TensorBoard logs are saved in: experiments\A2C_04\Mar-08_22-39-37\logs


#### Training Schedule
We will train the agent according to a training schedule with a few parts:
* Two rooms with max steps of 1000, for 10K episodes.
* Two rooms with max steps of 20, for 10K episodes.
* Four rooms with max steps of 2000, for 10K episodes.
* Six rooms



TODO finish



##### Two Rooms, 10 Envs:

In [6]:
# trainer.policy_network.load_state_dict(torch.load('experiments\RF_02\RF_2Room_100_2.pt'))

In [7]:
experiment_phase = '2Room_1k_1'
trainer.update_phase(experiment_phase)
trainer.set_lr = 3e-4

# remove the steps limit from the env
max_steps = 100
env_2_rooms.unwrapped.max_steps = max_steps

In [17]:
trainer.train(env = env_2_rooms, num_episodes = 2500, entropy_weight = 1e-4, n_rollout = 10)

KeyboardInterrupt: 

In [13]:
video_path = f"{content_path}\\{experiment_phase}_1.mp4"
vid = record_agent_video(policy_network, env_2_rooms, video_path)
embed_mp4((video_path))

In [18]:
torch.save(policy_network.state_dict(), 'A2C_2Room_100_6000.pt')

##### Four rooms, 2000 steps, 10k episodes: 

In [None]:
trainer.policy_network.load_state_dict(torch.load('experiments\\RF_02\\RF_4Room_2000_5000_2.pt'));

<All keys matched successfully>

In [None]:
experiment_phase = '4Room'
# trainer
trainer.update_phase(experiment_phase)
trainer.set_lr(new_lr = 1e-5)

# remove the steps limit from the env
max_steps = 2000
env_4_rooms.unwrapped.max_steps = max_steps

In [None]:
trainer.train(env = env_4_rooms, num_episodes = 10000, max_steps = max_steps, entropy_weight = 1e-6)

In [None]:
video_path = f"{content_path}\\{experiment_phase}_4.mp4"
vid = record_agent_video(device, trainer.policy_network, env_4_rooms, video_path)
embed_mp4((video_path))

In [None]:
torch.save(trainer.policy_network.state_dict(), 'RF_4Room_2000_5000_4.pt')

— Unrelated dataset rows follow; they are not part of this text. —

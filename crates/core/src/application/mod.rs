// Application Layer - Use Cases

pub mod maintenance;
pub mod mqsc;
pub mod shutdown;

// Re-exports
pub use maintenance::SessionSweeper;
pub use mqsc::{GenerateRequest, MqscService, Submission};
pub use shutdown::{shutdown_channel, ShutdownSender, ShutdownToken};
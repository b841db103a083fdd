//! Application state management.

use anyhow::Context;
use quarry_core::{Catalog, Config, Library, SourceEvent};
use std::sync::Arc;
use tracing::info;

/// Shared application state.
pub struct App {
    /// Configuration
    pub config: Config,

    /// The search session
    pub library: Arc<Library>,

    /// Record catalog backing the library
    pub catalog: Catalog,
}

impl App {
    /// Load the catalog and build the index over it.
    pub fn new(config: Config) -> anyhow::Result<Self> {
        let catalog_path = config.catalog_path()?;
        let catalog = Catalog::load(&catalog_path)
            .with_context(|| format!("Cannot open catalog {}", catalog_path.display()))?;
        let library = Arc::new(Library::from_config(&config));

        // a freshly loaded catalog behaves like a completed add
        library.handle_event(SourceEvent::AddComplete, &catalog);

        info!(
            catalog = %catalog_path.display(),
            records = catalog.len(),
            "Application initialized"
        );

        Ok(App {
            config,
            library,
            catalog,
        })
    }

    /// Reread the catalog and pass `event` on to the library.
    ///
    /// Returns true when the index was rebuilt or cleared.
    pub fn reload(&mut self, event: SourceEvent) -> anyhow::Result<bool> {
        self.catalog.reload()?;
        Ok(self.library.handle_event(event, &self.catalog))
    }
}
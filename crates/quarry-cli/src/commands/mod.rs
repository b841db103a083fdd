//! Subcommand implementations.

pub mod query;
pub mod status;
pub mod watch;
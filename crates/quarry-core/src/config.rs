//! Configuration management for Quarry.
//!
//! This module provides configuration loading, saving, and defaults.
//! Configuration is stored in TOML format in a platform-appropriate location.

use crate::error::{QuarryError, Result};
use crate::search::SearchOptions;
use directories::ProjectDirs;
use serde::{Deserialize, Serialize};
use std::fs;
use std::path::{Path, PathBuf};
use std::time::Duration;
use tracing::{debug, info};

/// Main configuration structure for Quarry.
///
/// ## Example Configuration File (quarry.toml)
///
/// ```toml
/// [general]
/// max_results = 20
/// catalog_path = "/home/me/Music/library.json"
///
/// [search]
/// debounce_ms = 300
/// parallel_search = true
///
/// [library]
/// monitor = true
/// settle_ms = 500
/// ```
#[derive(Debug, Clone, Default, Serialize, Deserialize)]
#[serde(default)]
pub struct Config {
    /// General settings
    pub general: GeneralConfig,

    /// Search tuning
    pub search: SearchConfig,

    /// Library monitoring
    pub library: LibraryConfig,
}

/// General configuration options
#[derive(Debug, Clone, Serialize, Deserialize)]
#[serde(default)]
pub struct GeneralConfig {
    /// Maximum number of search results to show
    pub max_results: usize,

    /// Record catalog location (None = default location)
    pub catalog_path: Option<PathBuf>,

    /// Log level (trace, debug, info, warn, error)
    pub log_level: String,
}

impl Default for GeneralConfig {
    fn default() -> Self {
        GeneralConfig {
            max_results: 20,
            catalog_path: None,
            log_level: "info".to_string(),
        }
    }
}

/// Search configuration
#[derive(Debug, Clone, Serialize, Deserialize)]
#[serde(default)]
pub struct SearchConfig {
    /// Quiet period after the last keystroke before searching
    pub debounce_ms: u64,

    /// Use parallel search for large indices
    pub parallel_search: bool,

    /// Node count at which the parallel walk kicks in
    pub parallel_threshold: usize,
}

impl Default for SearchConfig {
    fn default() -> Self {
        SearchConfig {
            debounce_ms: 300,
            parallel_search: true,
            parallel_threshold: 10000,
        }
    }
}

/// Library monitoring configuration
#[derive(Debug, Clone, Serialize, Deserialize)]
#[serde(default)]
pub struct LibraryConfig {
    /// Watch the catalog for changes in interactive mode
    pub monitor: bool,

    /// Quiet period after the last change before rebuilding
    pub settle_ms: u64,
}

impl Default for LibraryConfig {
    fn default() -> Self {
        LibraryConfig {
            monitor: false,
            settle_ms: 500,
        }
    }
}

impl Config {
    /// Load configuration from the default location.
    ///
    /// Returns default config if no config file exists.
    pub fn load() -> Result<Self> {
        let config_path = Self::default_config_path()?;
        Self::load_from(&config_path)
    }

    /// Load configuration from a specific path.
    pub fn load_from(path: &Path) -> Result<Self> {
        if !path.exists() {
            debug!(path = %path.display(), "Config file not found, using defaults");
            return Ok(Config::default());
        }

        info!(path = %path.display(), "Loading configuration");
        let contents = fs::read_to_string(path)?;
        let config: Config = toml::from_str(&contents)
            .map_err(|e| QuarryError::config(format!("Failed to parse config: {}", e)))?;

        config.validate()?;
        Ok(config)
    }

    /// Save configuration to a specific path.
    pub fn save_to(&self, path: &Path) -> Result<()> {
        // Ensure parent directory exists
        if let Some(parent) = path.parent() {
            fs::create_dir_all(parent)?;
        }

        info!(path = %path.display(), "Saving configuration");
        let contents = toml::to_string_pretty(self)
            .map_err(|e| QuarryError::config(format!("Failed to serialize config: {}", e)))?;

        fs::write(path, contents)?;
        Ok(())
    }

    /// Reject values the engine cannot work with.
    pub fn validate(&self) -> Result<()> {
        if self.general.max_results == 0 {
            return Err(QuarryError::config("general.max_results must be at least 1"));
        }
        Ok(())
    }

    /// Get the default configuration file path.
    pub fn default_config_path() -> Result<PathBuf> {
        let dirs = ProjectDirs::from("", "", "quarry")
            .ok_or_else(|| QuarryError::config("Could not determine config directory"))?;

        Ok(dirs.config_dir().join("quarry.toml"))
    }

    /// Get the default data directory path.
    pub fn default_data_dir() -> Result<PathBuf> {
        let dirs = ProjectDirs::from("", "", "quarry")
            .ok_or_else(|| QuarryError::config("Could not determine data directory"))?;

        Ok(dirs.data_dir().to_path_buf())
    }

    /// Get the catalog path (from config or default).
    pub fn catalog_path(&self) -> Result<PathBuf> {
        if let Some(ref path) = self.general.catalog_path {
            Ok(path.clone())
        } else {
            Ok(Self::default_data_dir()?.join("library.json"))
        }
    }

    /// Search options derived from this configuration.
    pub fn search_options(&self) -> SearchOptions {
        SearchOptions {
            max_results: self.general.max_results.max(1),
            parallel: self.search.parallel_search,
            parallel_threshold: self.search.parallel_threshold,
        }
    }

    /// Quiet period before a typed query is searched
    pub fn debounce(&self) -> Duration {
        Duration::from_millis(self.search.debounce_ms)
    }

    /// Quiet period after a catalog change before rebuilding
    pub fn settle(&self) -> Duration {
        Duration::from_millis(self.library.settle_ms)
    }
}

#[cfg(test)]
mod tests {
    use super::*;
    use tempfile::TempDir;

    #[test]
    fn test_default_config() {
        let config = Config::default();
        assert_eq!(config.general.max_results, 20);
        assert_eq!(config.search.debounce_ms, 300);
        assert!(!config.library.monitor);
        assert!(config.validate().is_ok());
    }

    #[test]
    fn test_save_and_load() {
        let temp_dir = TempDir::new().unwrap();
        let config_path = temp_dir.path().join("test.toml");

        let mut config = Config::default();
        config.general.max_results = 50;
        config.general.catalog_path = Some(PathBuf::from("/music/library.json"));
        config.library.monitor = true;

        config.save_to(&config_path).unwrap();
        let loaded = Config::load_from(&config_path).unwrap();

        assert_eq!(loaded.general.max_results, 50);
        assert_eq!(
            loaded.catalog_path().unwrap(),
            PathBuf::from("/music/library.json")
        );
        assert!(loaded.library.monitor);
    }

    #[test]
    fn test_load_nonexistent() {
        let temp_dir = TempDir::new().unwrap();
        let config_path = temp_dir.path().join("nonexistent.toml");

        let config = Config::load_from(&config_path).unwrap();
        assert_eq!(config.general.max_results, 20); // Default value
    }

    #[test]
    fn test_partial_file_fills_defaults() {
        let temp_dir = TempDir::new().unwrap();
        let config_path = temp_dir.path().join("partial.toml");
        fs::write(&config_path, "[search]\ndebounce_ms = 150\n").unwrap();

        let config = Config::load_from(&config_path).unwrap();
        assert_eq!(config.search.debounce_ms, 150);
        assert_eq!(config.debounce(), Duration::from_millis(150));
        assert_eq!(config.general.max_results, 20);
    }

    #[test]
    fn test_zero_max_results_rejected() {
        let temp_dir = TempDir::new().unwrap();
        let config_path = temp_dir.path().join("bad.toml");
        fs::write(&config_path, "[general]\nmax_results = 0\n").unwrap();

        let err = Config::load_from(&config_path).unwrap_err();
        assert!(matches!(err, QuarryError::ConfigError { .. }));
    }

    #[test]
    fn test_malformed_toml() {
        let temp_dir = TempDir::new().unwrap();
        let config_path = temp_dir.path().join("broken.toml");
        fs::write(&config_path, "[general\n").unwrap();

        assert!(Config::load_from(&config_path).is_err());
    }

    #[test]
    fn test_search_options() {
        let mut config = Config::default();
        config.general.max_results = 7;
        config.search.parallel_search = false;

        let options = config.search_options();
        assert_eq!(options.max_results, 7);
        assert!(!options.parallel);
        assert_eq!(options.parallel_threshold, 10000);
    }
}
//! Query command - search the library once.

use crate::app::App;
use crate::render::{summary, Detail, FieldStyle};
use crate::OutputFormat;
use quarry_core::{Config, SearchOutcome, SearchTerms};
use std::io::IsTerminal;
use std::time::Instant;

/// Run the query command.
pub fn run(
    config: Config,
    terms: &[String],
    limit: Option<usize>,
    output: OutputFormat,
) -> anyhow::Result<()> {
    let app = App::new(config)?;

    if let Some(limit) = limit {
        app.library.set_max_results(limit);
    }

    let terms = SearchTerms::parse(&terms.join(" "));

    let start = Instant::now();
    let outcome = app.library.search(&terms);
    let elapsed = start.elapsed();

    match output {
        OutputFormat::Text => {
            print_text(&outcome, std::io::stdout().is_terminal());

            eprintln!();
            eprintln!(
                "{} in {:.3}ms",
                summary(&outcome),
                elapsed.as_secs_f64() * 1000.0
            );
        }
        OutputFormat::Json => {
            println!("{}", serde_json::to_string_pretty(&to_json(&outcome))?);
        }
    }

    Ok(())
}

/// Print each result as a styled name over its detail line.
pub fn print_text(outcome: &SearchOutcome, styled: bool) {
    for result in &outcome.results {
        let style = FieldStyle::of(result.field);
        let detail = Detail::of(result);
        if styled {
            println!("{}", style.ansi(&result.name));
            println!("    {}", detail.ansi());
        } else {
            println!("{}", style.apply(&result.name));
            println!("    {}", detail);
        }
    }
}

fn to_json(outcome: &SearchOutcome) -> serde_json::Value {
    serde_json::json!({
        "results": outcome.results,
        "shown": outcome.shown(),
        "hidden": outcome.hidden,
        "total": outcome.total(),
    })
}

#[cfg(test)]
mod tests {
    use super::*;
    use quarry_core::{Field, Library, MediaRecord};

    #[test]
    fn test_json_shape() {
        let library = Library::default();
        library.rebuild(&vec![
            MediaRecord::new("Jazz", "Mingus", "Ah Um", "Fables"),
            MediaRecord::new("Jazz", "Mingus", "Ah Um", "Boogie"),
        ]);
        library.set_max_results(1);

        let value = to_json(&library.search_text("ah um"));
        assert_eq!(value["shown"], 1);
        assert_eq!(value["total"], 3);
        assert_eq!(value["hidden"], 2);

        let first = &value["results"][0];
        assert_eq!(first["field"], Field::Album.as_str());
        assert_eq!(first["name"], "Ah Um");
        assert_eq!(first["matches"], serde_json::json!([0, 1]));
        assert_eq!(first["ancestors"][0]["name"], "Mingus");
    }
}
//! # Quarry CLI
//!
//! Command-line interface for the Quarry media library search.
//!
//! ## Commands
//!
//! - `quarry query <terms>` - Search the library once and print the results
//! - `quarry interactive` - Start interactive TUI mode with search-as-you-type
//! - `quarry status` - Show index statistics
//! - `quarry watch <terms>` - Re-run a search whenever the catalog changes
//!
//! ## Example Usage
//!
//! ```bash
//! # Search a catalog for an artist and album at once
//! quarry --catalog ~/Music/library.json query beatles abbey
//!
//! # Interactive search
//! quarry interactive
//! ```

mod app;
mod commands;
mod debounce;
mod render;
mod tui;
mod watcher;

use clap::{Parser, Subcommand};
use std::path::PathBuf;
use tracing_subscriber::{fmt, prelude::*, EnvFilter};

/// Quarry - Live search over a tagged media library
#[derive(Parser)]
#[command(name = "quarry")]
#[command(author, version, about, long_about = None)]
pub struct Cli {
    /// Path to configuration file
    #[arg(short, long, global = true)]
    config: Option<PathBuf>,

    /// Path to the record catalog (overrides the configuration)
    #[arg(long, global = true, env = "QUARRY_CATALOG")]
    catalog: Option<PathBuf>,

    /// Verbosity level (-v, -vv, -vvv)
    #[arg(short, long, action = clap::ArgAction::Count, global = true)]
    verbose: u8,

    /// Suppress all output except errors
    #[arg(short, long, global = true)]
    quiet: bool,

    #[command(subcommand)]
    command: Commands,
}

#[derive(Subcommand)]
enum Commands {
    /// Search the library for nodes matching every term
    Query {
        /// Search terms (matched case-insensitively as substrings)
        terms: Vec<String>,

        /// Maximum number of results to show
        #[arg(short, long)]
        limit: Option<usize>,

        /// Output format (text, json)
        #[arg(short, long, default_value = "text")]
        output: OutputFormat,
    },

    /// Start interactive TUI mode
    #[command(alias = "i")]
    Interactive,

    /// Show index status and statistics
    Status,

    /// Watch the catalog and re-run a search whenever it changes
    Watch {
        /// Search terms to re-run after each rebuild
        terms: Vec<String>,
    },
}

#[derive(Clone, Debug, Default)]
pub enum OutputFormat {
    #[default]
    Text,
    Json,
}

impl std::str::FromStr for OutputFormat {
    type Err = String;

    fn from_str(s: &str) -> Result<Self, Self::Err> {
        match s.to_lowercase().as_str() {
            "text" => Ok(OutputFormat::Text),
            "json" => Ok(OutputFormat::Json),
            _ => Err(format!("Unknown output format: {}", s)),
        }
    }
}

fn main() -> anyhow::Result<()> {
    let cli = Cli::parse();

    // Load configuration
    let mut config = match &cli.config {
        Some(path) => quarry_core::Config::load_from(path)?,
        None => quarry_core::Config::load()?,
    };
    if let Some(catalog) = cli.catalog {
        config.general.catalog_path = Some(catalog);
    }

    // Setup logging
    let log_level = if cli.quiet {
        "error".to_string()
    } else {
        match cli.verbose {
            0 => config.general.log_level.clone(),
            1 => "debug".to_string(),
            _ => "trace".to_string(),
        }
    };

    // the TUI owns the terminal, so logs go to stderr only outside it
    let interactive = matches!(cli.command, Commands::Interactive);
    tracing_subscriber::registry()
        .with(
            fmt::layer()
                .with_target(false)
                .with_writer(std::io::stderr)
                .with_filter(tracing_subscriber::filter::filter_fn(move |_| !interactive)),
        )
        .with(EnvFilter::try_from_default_env().unwrap_or_else(|_| EnvFilter::new(&log_level)))
        .init();

    // Execute command
    match cli.command {
        Commands::Query {
            terms,
            limit,
            output,
        } => commands::query::run(config, &terms, limit, output),
        Commands::Interactive => tui::run(config),
        Commands::Status => commands::status::run(config),
        Commands::Watch { terms } => commands::watch::run(config, &terms),
    }
}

##### Six rooms, 5000 episodes, 1000 steps max:

In [None]:
trainer.policy_network.load_state_dict(torch.load('experiments\RF_02\Mar-06_22-19-08\models\RF_4Room_2000_5000_4.pt'))

<All keys matched successfully>

In [None]:
trainer.policy_network.load_state_dict(torch.load('experiments\RF_02\Mar-06_22-19-08\models\RF_6Room_200_5000_4.pt'))

<All keys matched successfully>

In [None]:
experiment_phase = '6Room_4'
# trainer
trainer.update_phase(experiment_phase)
trainer.set_lr(new_lr = 5e-5)
trainer.writer = tb_writer

# remove the steps limit from the env
max_steps = 500
env_6_rooms.unwrapped.max_steps = max_steps

In [None]:
tb_process.kill()
tb_process, tb_writer = launch_tb(log_path)
trainer.writer = tb_writer 
trainer.zero_episodes()

TensorBoard logs are saved in: experiments\RF_02\Mar-06_22-19-08\logs


In [None]:
trainer.train(env = env_6_rooms, num_episodes = 15000, max_steps = max_steps, entropy_weight = 1e-8)

Value(False)


In [None]:
video_path = f"{content_path}\\{experiment_phase}_3.mp4"
vid = record_agent_video(device, trainer.policy_network, env_6_rooms, video_path)
embed_mp4((vid))

In [None]:
torch.save(trainer.policy_network.state_dict(), 'experiments\RF_02\Mar-06_22-19-08\models\RF_6Room_200_5000_4.pt')

In [None]:
tb_process.kill()